Stored items:

========================

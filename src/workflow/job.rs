// SPDX-License-Identifier: MIT

//! Jobs and ordered job sets

use indexmap::{IndexMap, IndexSet};
use std::fmt;
use std::sync::Arc;

use super::argument::{Argument, Condition};
use super::graph::{is_valid_name, validate_dependencies, DependencyGraph};
use crate::action::{validate_contract, Action, ActionRegistry, ParamType};
use crate::error::{FlowError, GraphError, WiringError};

/// One named unit of work.
///
/// A job is immutable once built; the `with_*` methods consume it and
/// return the updated value.
#[derive(Clone)]
pub struct Job {
    name: String,
    action: Arc<dyn Action>,
    arguments: IndexMap<String, Argument>,
    explicit_dependencies: IndexSet<String>,
    dependencies: IndexSet<String>,
    run_if: Vec<Condition>,
    sync: bool,
}

impl Job {
    /// Build a job for `action`, checking the arguments against its parameters.
    ///
    /// Every referenced job becomes a dependency.
    pub fn new<I, K, A>(
        name: impl Into<String>,
        action: Arc<dyn Action>,
        arguments: I,
    ) -> Result<Self, FlowError>
    where
        I: IntoIterator<Item = (K, A)>,
        K: Into<String>,
        A: Into<Argument>,
    {
        let name = name.into();
        if !is_valid_name(&name) {
            return Err(GraphError::InvalidName {
                job: name.clone(),
                name,
            }
            .into());
        }

        validate_contract(action.as_ref())?;

        let arguments: IndexMap<String, Argument> = arguments
            .into_iter()
            .map(|(k, a)| (k.into(), a.into()))
            .collect();
        check_arguments(&name, action.as_ref(), &arguments)?;

        let mut job = Self {
            name,
            action,
            arguments,
            explicit_dependencies: IndexSet::new(),
            dependencies: IndexSet::new(),
            run_if: Vec::new(),
            sync: false,
        };
        job.refresh_dependencies()?;
        Ok(job)
    }

    /// Build a job whose action is looked up by identifier
    pub fn from_registry<I, K, A>(
        name: impl Into<String>,
        registry: &ActionRegistry,
        action: &str,
        arguments: I,
    ) -> Result<Self, FlowError>
    where
        I: IntoIterator<Item = (K, A)>,
        K: Into<String>,
        A: Into<Argument>,
    {
        let action = registry.resolve(action)?;
        Self::new(name, action, arguments)
    }

    /// Add explicit dependencies; a single call must not repeat a name
    pub fn with_dependencies<I, S>(mut self, dependencies: I) -> Result<Self, GraphError>
    where
        I: IntoIterator<Item = S>,
        S: Into<String>,
    {
        let dependencies: Vec<String> = dependencies.into_iter().map(Into::into).collect();
        validate_dependencies(&self.name, &dependencies)?;
        self.explicit_dependencies.extend(dependencies);
        self.refresh_dependencies()?;
        Ok(self)
    }

    /// Replace the run conditions; a single call must not repeat a condition
    pub fn with_run_if<I, C>(mut self, conditions: I) -> Result<Self, FlowError>
    where
        I: IntoIterator<Item = C>,
        C: Into<Condition>,
    {
        let mut run_if: Vec<Condition> = Vec::new();
        for condition in conditions.into_iter().map(Into::into) {
            if run_if.contains(&condition) {
                return Err(WiringError::DuplicateCondition(condition.to_string()).into());
            }
            run_if.push(condition);
        }
        self.run_if = run_if;
        self.refresh_dependencies()?;
        Ok(self)
    }

    /// Require the job to occupy a level by itself
    pub fn with_sync(mut self, sync: bool) -> Self {
        self.sync = sync;
        self
    }

    pub fn name(&self) -> &str {
        &self.name
    }

    pub fn action(&self) -> &Arc<dyn Action> {
        &self.action
    }

    pub fn action_name(&self) -> &str {
        self.action.name()
    }

    pub fn arguments(&self) -> &IndexMap<String, Argument> {
        &self.arguments
    }

    pub fn argument(&self, name: &str) -> Option<&Argument> {
        self.arguments.get(name)
    }

    /// Explicit dependencies plus every referenced job, in order of first appearance
    pub fn dependencies(&self) -> &IndexSet<String> {
        &self.dependencies
    }

    pub fn run_if(&self) -> &[Condition] {
        &self.run_if
    }

    pub fn is_sync(&self) -> bool {
        self.sync
    }

    fn refresh_dependencies(&mut self) -> Result<(), GraphError> {
        let referenced = self
            .arguments
            .values()
            .filter_map(Argument::as_reference)
            .chain(self.run_if.iter().filter_map(Condition::as_reference))
            .map(|r| r.job().to_string());

        let mut dependencies = IndexSet::new();
        for dep in referenced.chain(self.explicit_dependencies.iter().cloned()) {
            if dep == self.name {
                return Err(GraphError::SelfDependency(self.name.clone()));
            }
            if !is_valid_name(&dep) {
                return Err(GraphError::InvalidName {
                    job: self.name.clone(),
                    name: dep,
                });
            }
            dependencies.insert(dep);
        }
        self.dependencies = dependencies;
        Ok(())
    }
}

impl fmt::Debug for Job {
    fn fmt(&self, f: &mut fmt::Formatter<'_>) -> fmt::Result {
        f.debug_struct("Job")
            .field("name", &self.name)
            .field("action", &self.action.name())
            .field("arguments", &self.arguments)
            .field("dependencies", &self.dependencies)
            .field("run_if", &self.run_if)
            .field("sync", &self.sync)
            .finish()
    }
}

/// Check supplied arguments against the action's declared parameters
fn check_arguments(
    job: &str,
    action: &dyn Action,
    arguments: &IndexMap<String, Argument>,
) -> Result<(), WiringError> {
    let missing: Vec<String> = action
        .parameters()
        .iter()
        .filter(|p| p.required && !arguments.contains_key(&p.name))
        .map(|p| p.name.clone())
        .collect();
    if !missing.is_empty() {
        return Err(WiringError::MissingArguments {
            action: action.name().to_string(),
            missing,
        });
    }

    let unexpected: Vec<String> = arguments
        .keys()
        .filter(|k| action.parameter(k).is_none())
        .cloned()
        .collect();
    if !unexpected.is_empty() {
        return Err(WiringError::UnexpectedArguments {
            action: action.name().to_string(),
            unexpected,
        });
    }

    for (key, argument) in arguments {
        let Argument::Literal(value) = argument else {
            continue;
        };
        let expected = action
            .parameter(key)
            .map(|p| p.param_type)
            .unwrap_or(ParamType::Any);
        if !expected.matches(value) {
            return Err(WiringError::InvalidLiteral {
                job: job.to_string(),
                parameter: key.clone(),
                expected: expected.to_string(),
                actual: ParamType::describe(value).to_string(),
            });
        }
    }
    Ok(())
}

/// Ordered, uniquely named collection of jobs.
///
/// Insertion order is kept and used as the tie-break order when leveling.
#[derive(Debug, Clone, Default)]
pub struct JobSet {
    jobs: IndexMap<String, Job>,
}

impl JobSet {
    pub fn new() -> Self {
        Self::default()
    }

    /// Append a job
    pub fn add(&mut self, job: Job) -> Result<(), GraphError> {
        let index = self.jobs.len();
        self.insert_at(index, job)
    }

    /// Insert a job immediately before `anchor`
    pub fn add_before(&mut self, anchor: &str, job: Job) -> Result<(), GraphError> {
        let index = self.index_of(anchor)?;
        self.insert_at(index, job)
    }

    /// Insert a job immediately after `anchor`
    pub fn add_after(&mut self, anchor: &str, job: Job) -> Result<(), GraphError> {
        let index = self.index_of(anchor)?;
        self.insert_at(index + 1, job)
    }

    fn insert_at(&mut self, index: usize, job: Job) -> Result<(), GraphError> {
        if self.jobs.contains_key(job.name()) {
            return Err(GraphError::DuplicateJob(job.name().to_string()));
        }
        self.jobs.shift_insert(index, job.name().to_string(), job);
        Ok(())
    }

    pub(crate) fn index_of(&self, name: &str) -> Result<usize, GraphError> {
        self.jobs
            .get_index_of(name)
            .ok_or_else(|| GraphError::UnknownJob(name.to_string()))
    }

    pub fn get(&self, name: &str) -> Result<&Job, GraphError> {
        self.jobs
            .get(name)
            .ok_or_else(|| GraphError::UnknownJob(name.to_string()))
    }

    pub fn contains(&self, name: &str) -> bool {
        self.jobs.contains_key(name)
    }

    pub fn len(&self) -> usize {
        self.jobs.len()
    }

    pub fn is_empty(&self) -> bool {
        self.jobs.is_empty()
    }

    pub fn names(&self) -> impl Iterator<Item = &String> {
        self.jobs.keys()
    }

    pub fn iter(&self) -> impl Iterator<Item = &Job> {
        self.jobs.values()
    }

    /// Union of every job's dependencies, in order of first appearance
    pub fn dependencies(&self) -> IndexSet<String> {
        self.jobs
            .values()
            .flat_map(|job| job.dependencies().iter().cloned())
            .collect()
    }

    /// Build the dependency graph by putting every job in set order
    pub fn graph(&self) -> Result<DependencyGraph, GraphError> {
        let mut graph = DependencyGraph::new();
        for job in self.jobs.values() {
            graph.put(job.name(), job.dependencies().iter().cloned())?;
            graph.set_sync(job.name(), job.is_sync())?;
        }
        Ok(graph)
    }
}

========================

Write out exactly the lines above between the line with "use std::fmt;" and the line with "up by identifier", inclusive, and nothing beyond them.

_SOLUTION FOR THIS PROBLEM_
use std::fmt;
use std::sync::Arc;

use super::argument::{Argument, Condition};
use super::graph::{is_valid_name, validate_dependencies, DependencyGraph};
use crate::action::{validate_contract, Action, ActionRegistry, ParamType};
use crate::error::{FlowError, GraphError, WiringError};

/// One named unit of work.
///
/// A job is immutable once built; the `with_*` methods consume it and
/// return the updated value.
#[derive(Clone)]
pub struct Job {
    name: String,
    action: Arc<dyn Action>,
    arguments: IndexMap<String, Argument>,
    explicit_dependencies: IndexSet<String>,
    dependencies: IndexSet<String>,
    run_if: Vec<Condition>,
    sync: bool,
}

impl Job {
    /// Build a job for `action`, checking the arguments against its parameters.
    ///
    /// Every referenced job becomes a dependency.
    pub fn new<I, K, A>(
        name: impl Into<String>,
        action: Arc<dyn Action>,
        arguments: I,
    ) -> Result<Self, FlowError>
    where
        I: IntoIterator<Item = (K, A)>,
        K: Into<String>,
        A: Into<Argument>,
    {
        let name = name.into();
        if !is_valid_name(&name) {
            return Err(GraphError::InvalidName {
                job: name.clone(),
                name,
            }
            .into());
        }

        validate_contract(action.as_ref())?;

        let arguments: IndexMap<String, Argument> = arguments
            .into_iter()
            .map(|(k, a)| (k.into(), a.into()))
            .collect();
        check_arguments(&name, action.as_ref(), &arguments)?;

        let mut job = Self {
            name,
            action,
            arguments,
            explicit_dependencies: IndexSet::new(),
            dependencies: IndexSet::new(),
            run_if: Vec::new(),
            sync: false,
        };
        job.refresh_dependencies()?;
        Ok(job)
    }

    /// Build a job whose action is looked up by identifier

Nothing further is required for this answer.